**WHAT IS REQUIRED**.
Below is a set of records. Please retype every one exactly.

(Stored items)
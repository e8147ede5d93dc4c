//! Decoding raw remote documents into list snapshots.
//!
//! Decoding is total: a malformed entry is dropped, a malformed container
//! reads as empty, and nothing here returns an error.

use std::collections::BTreeMap;

use rescue_document::RemoteDocument;

/// Key of the section label map in a grouped document.
pub const SECTIONS_KEY: &str = "sections";

/// Key of the per-section item maps in a grouped document.
pub const SECTION_DETAILS_KEY: &str = "section_details";

/// Decodes one raw child entry into a domain item.
pub trait ItemDecoder: Send + Sync + 'static {
    type Item: Clone + Send + Sync + 'static;

    /// Returns `None` when `value` lacks the item's minimal required shape.
    fn decode_item(&self, key: &str, value: &RemoteDocument) -> Option<Self::Item>;
}

/// Moderation gate for user-submitted items.
pub trait Validated {
    fn is_validated(&self) -> bool {
        true
    }
}

/// Ordered `section key -> display label` pairs.
#[derive(Debug, Clone, Default, PartialEq, Eq)]
pub struct SectionRegistry {
    entries: Vec<(String, String)>,
}

impl SectionRegistry {
    pub fn iter(&self) -> impl Iterator<Item = (&str, &str)> {
        self.entries.iter().map(|(k, v)| (k.as_str(), v.as_str()))
    }

    pub fn keys(&self) -> impl Iterator<Item = &str> {
        self.entries.iter().map(|(k, _)| k.as_str())
    }

    pub fn label(&self, key: &str) -> Option<&str> {
        self.entries
            .iter()
            .find(|(k, _)| k == key)
            .map(|(_, v)| v.as_str())
    }

    pub fn contains(&self, key: &str) -> bool {
        self.label(key).is_some()
    }

    pub fn len(&self) -> usize {
        self.entries.len()
    }

    pub fn is_empty(&self) -> bool {
        self.entries.is_empty()
    }
}

/// Section key to its decoded items.
pub type SectionDetailMap<T> = BTreeMap<String, Vec<T>>;

/// Decoded form of a grouped document.
#[derive(Debug, Clone, PartialEq)]
pub struct GroupedList<T> {
    pub registry: SectionRegistry,
    pub details: SectionDetailMap<T>,
}

impl<T> Default for GroupedList<T> {
    fn default() -> Self {
        Self {
            registry: SectionRegistry::default(),
            details: SectionDetailMap::new(),
        }
    }
}

impl<T> GroupedList<T> {
    /// Registered section keys, in registry order.
    pub fn section_keys(&self) -> impl Iterator<Item = &str> {
        self.registry.keys()
    }

    /// Every key with a detail entry, including sections missing from the registry.
    pub fn detail_keys(&self) -> impl Iterator<Item = &str> {
        self.details.keys().map(String::as_str)
    }

    pub fn label(&self, key: &str) -> Option<&str> {
        self.registry.label(key)
    }

    pub fn items(&self, key: &str) -> &[T] {
        self.details.get(key).map(Vec::as_slice).unwrap_or(&[])
    }

    pub fn is_empty(&self) -> bool {
        self.registry.is_empty() && self.details.is_empty()
    }
}

/// Decode `{sections: {..}, section_details: {..}}` into a grouped list.
pub fn decode_grouped<D: ItemDecoder>(raw: &RemoteDocument, decoder: &D) -> GroupedList<D::Item> {
    let mut list = GroupedList::default();

    if let Some(sections) = raw.get(SECTIONS_KEY).and_then(RemoteDocument::as_map) {
        for (key, value) in sections {
            if let Some(label) = value.as_str() {
                list.registry.entries.push((key.clone(), label.to_string()));
            }
        }
    }

    if let Some(details) = raw.get(SECTION_DETAILS_KEY).and_then(RemoteDocument::as_map) {
        for (section, value) in details {
            let Some(children) = value.as_map() else {
                continue;
            };
            let items = children
                .iter()
                .filter_map(|(key, child)| decoder.decode_item(key, child))
                .collect();
            list.details.insert(section.clone(), items);
        }
    }

    for (key, _) in &list.registry.entries {
        list.details.entry(key.clone()).or_default();
    }

    list
}

/// Decode every child of `raw` and keep the validated ones.
///
/// Items report their own validation; an item without a flag counts as validated.
pub fn decode_flat<D>(raw: &RemoteDocument, decoder: &D) -> Vec<D::Item>
where
    D: ItemDecoder,
    D::Item: Validated,
{
    let Some(children) = raw.as_map() else {
        return Vec::new();
    };
    children
        .iter()
        .filter_map(|(key, child)| decoder.decode_item(key, child))
        .filter(|item| item.is_validated())
        .collect()
}

/// Turns a raw snapshot into the value a session publishes.
pub trait SnapshotDecoder: Send + Sync + 'static {
    type Snapshot: Clone + Default + Send + Sync + 'static;

    fn decode(&self, raw: &RemoteDocument) -> Self::Snapshot;
}

/// Publishes a [`GroupedList`] built with the wrapped item decoder.
#[derive(Debug, Clone, Default)]
pub struct GroupedDecoder<D>(pub D);

impl<D: ItemDecoder> SnapshotDecoder for GroupedDecoder<D> {
    type Snapshot = GroupedList<D::Item>;

    fn decode(&self, raw: &RemoteDocument) -> Self::Snapshot {
        decode_grouped(raw, &self.0)
    }
}

/// Publishes the validated flat list built with the wrapped item decoder.
#[derive(Debug, Clone, Default)]
pub struct FlatDecoder<D>(pub D);

impl<D> SnapshotDecoder for FlatDecoder<D>
where
    D: ItemDecoder,
    D::Item: Validated,
{
    type Snapshot = Vec<D::Item>;

    fn decode(&self, raw: &RemoteDocument) -> Self::Snapshot {
        decode_flat(raw, &self.0)
    }
}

**SOLVED EXERCISE**.
repository e8147ede5d93dc4c
//! Decoding raw remote documents into list snapshots.
//!
//! Decoding is total: a malformed entry is dropped, a malformed container
//! reads as empty, and nothing here returns an error.

use std::collections::BTreeMap;

use rescue_document::RemoteDocument;

/// Key of the section label map in a grouped document.
pub const SECTIONS_KEY: &str = "sections";

/// Key of the per-section item maps in a grouped document.
pub const SECTION_DETAILS_KEY: &str = "section_details";

/// Decodes one raw child entry into a domain item.
pub trait ItemDecoder: Send + Sync + 'static {
    type Item: Clone + Send + Sync + 'static;

    /// Returns `None` when `value` lacks the item's minimal required shape.
    fn decode_item(&self, key: &str, value: &RemoteDocument) -> Option<Self::Item>;
}

/// Moderation gate for user-submitted items.
pub trait Validated {
    fn is_validated(&self) -> bool {
        true
    }
}

/// Ordered `section key -> display label` pairs.
#[derive(Debug, Clone, Default, PartialEq, Eq)]
pub struct SectionRegistry {
    entries: Vec<(String, String)>,
}

impl SectionRegistry {
    pub fn iter(&self) -> impl Iterator<Item = (&str, &str)> {
        self.entries.iter().map(|(k, v)| (k.as_str(), v.as_str()))
    }

    pub fn keys(&self) -> impl Iterator<Item = &str> {
        self.entries.iter().map(|(k, _)| k.as_str())
    }

    pub fn label(&self, key: &str) -> Option<&str> {
        self.entries
            .iter()
            .find(|(k, _)| k == key)
            .map(|(_, v)| v.as_str())
    }

    pub fn contains(&self, key: &str) -> bool {
        self.label(key).is_some()
    }

    pub fn len(&self) -> usize {
        self.entries.len()
    }

    pub fn is_empty(&self) -> bool {
        self.entries.is_empty()
    }
}

/// Section key to its decoded items.
pub type SectionDetailMap<T> = BTreeMap<String, Vec<T>>;

/// Decoded form of a grouped document.
#[derive(Debug, Clone, PartialEq)]
pub struct GroupedList<T> {
    pub registry: SectionRegistry,
    pub details: SectionDetailMap<T>,
}

impl<T> Default for GroupedList<T> {
    fn default() -> Self {
        Self {
            registry: SectionRegistry::default(),
            details: SectionDetailMap::new(),
        }
    }
}

impl<T> GroupedList<T> {
    /// Registered section keys, in registry order.
    pub fn section_keys(&self) -> impl Iterator<Item = &str> {
        self.registry.keys()
    }

    /// Every key with a detail entry, including sections missing from the registry.
    pub fn detail_keys(&self) -> impl Iterator<Item = &str> {
        self.details.keys().map(String::as_str)
    }

    pub fn label(&self, key: &str) -> Option<&str> {
        self.registry.label(key)
    }

    pub fn items(&self, key: &str) -> &[T] {
        self.details.get(key).map(Vec::as_slice).unwrap_or(&[])
    }

    pub fn is_empty(&self) -> bool {
        self.registry.is_empty() && self.details.is_empty()
    }
}

/// Decode `{sections: {..}, section_details: {..}}` into a grouped list.
pub fn decode_grouped<D: ItemDecoder>(raw: &RemoteDocument, decoder: &D) -> GroupedList<D::Item> {
    let mut list = GroupedList::default();

    if let Some(sections) = raw.get(SECTIONS_KEY).and_then(RemoteDocument::as_map) {
        for (key, value) in sections {
            if let Some(label) = value.as_str() {
                list.registry.entries.push((key.clone(), label.to_string()));
            }
        }
    }

    if let Some(details) = raw.get(SECTION_DETAILS_KEY).and_then(RemoteDocument::as_map) {
        for (section, value) in details {
            let Some(children) = value.as_map() else {
                continue;
            };
            let items = children
                .iter()
                .filter_map(|(key, child)| decoder.decode_item(key, child))
                .collect();
            list.details.insert(section.clone(), items);
        }
    }

    for (key, _) in &list.registry.entries {
        list.details.entry(key.clone()).or_default();
    }

    list
}

/// Decode every child of `raw` and keep the validated ones.
///
/// Items report their own validation; an item without a flag counts as validated.
pub fn decode_flat<D>(raw: &RemoteDocument, decoder: &D) -> Vec<D::Item>
where
    D: ItemDecoder,
    D::Item: Validated,
{
    let Some(children) = raw.as_map() else {
        return Vec::new();
    };
    children
        .iter()
        .filter_map(|(key, child)| decoder.decode_item(key, child))
        .filter(|item| item.is_validated())
        .collect()
}

/// Turns a raw snapshot into the value a session publishes.
pub trait SnapshotDecoder: Send + Sync + 'static {
    type Snapshot: Clone + Default + Send + Sync + 'static;

    fn decode(&self, raw: &RemoteDocument) -> Self::Snapshot;
}

/// Publishes a [`GroupedList`] built with the wrapped item decoder.
#[derive(Debug, Clone, Default)]
pub struct GroupedDecoder<D>(pub D);

impl<D: ItemDecoder> SnapshotDecoder for GroupedDecoder<D> {
    type Snapshot = GroupedList<D::Item>;

    fn decode(&self, raw: &RemoteDocument) -> Self::Snapshot {
        decode_grouped(raw, &self.0)
    }
}

/// Publishes the validated flat list built with the wrapped item decoder.
#[derive(Debug, Clone, Default)]
pub struct FlatDecoder<D>(pub D);

impl<D> SnapshotDecoder for FlatDecoder<D>
where
    D: ItemDecoder,
    D::Item: Validated,
{
    type Snapshot = Vec<D::Item>;

    fn decode(&self, raw: &RemoteDocument) -> Self::Snapshot {
        decode_flat(raw, &self.0)
    }
}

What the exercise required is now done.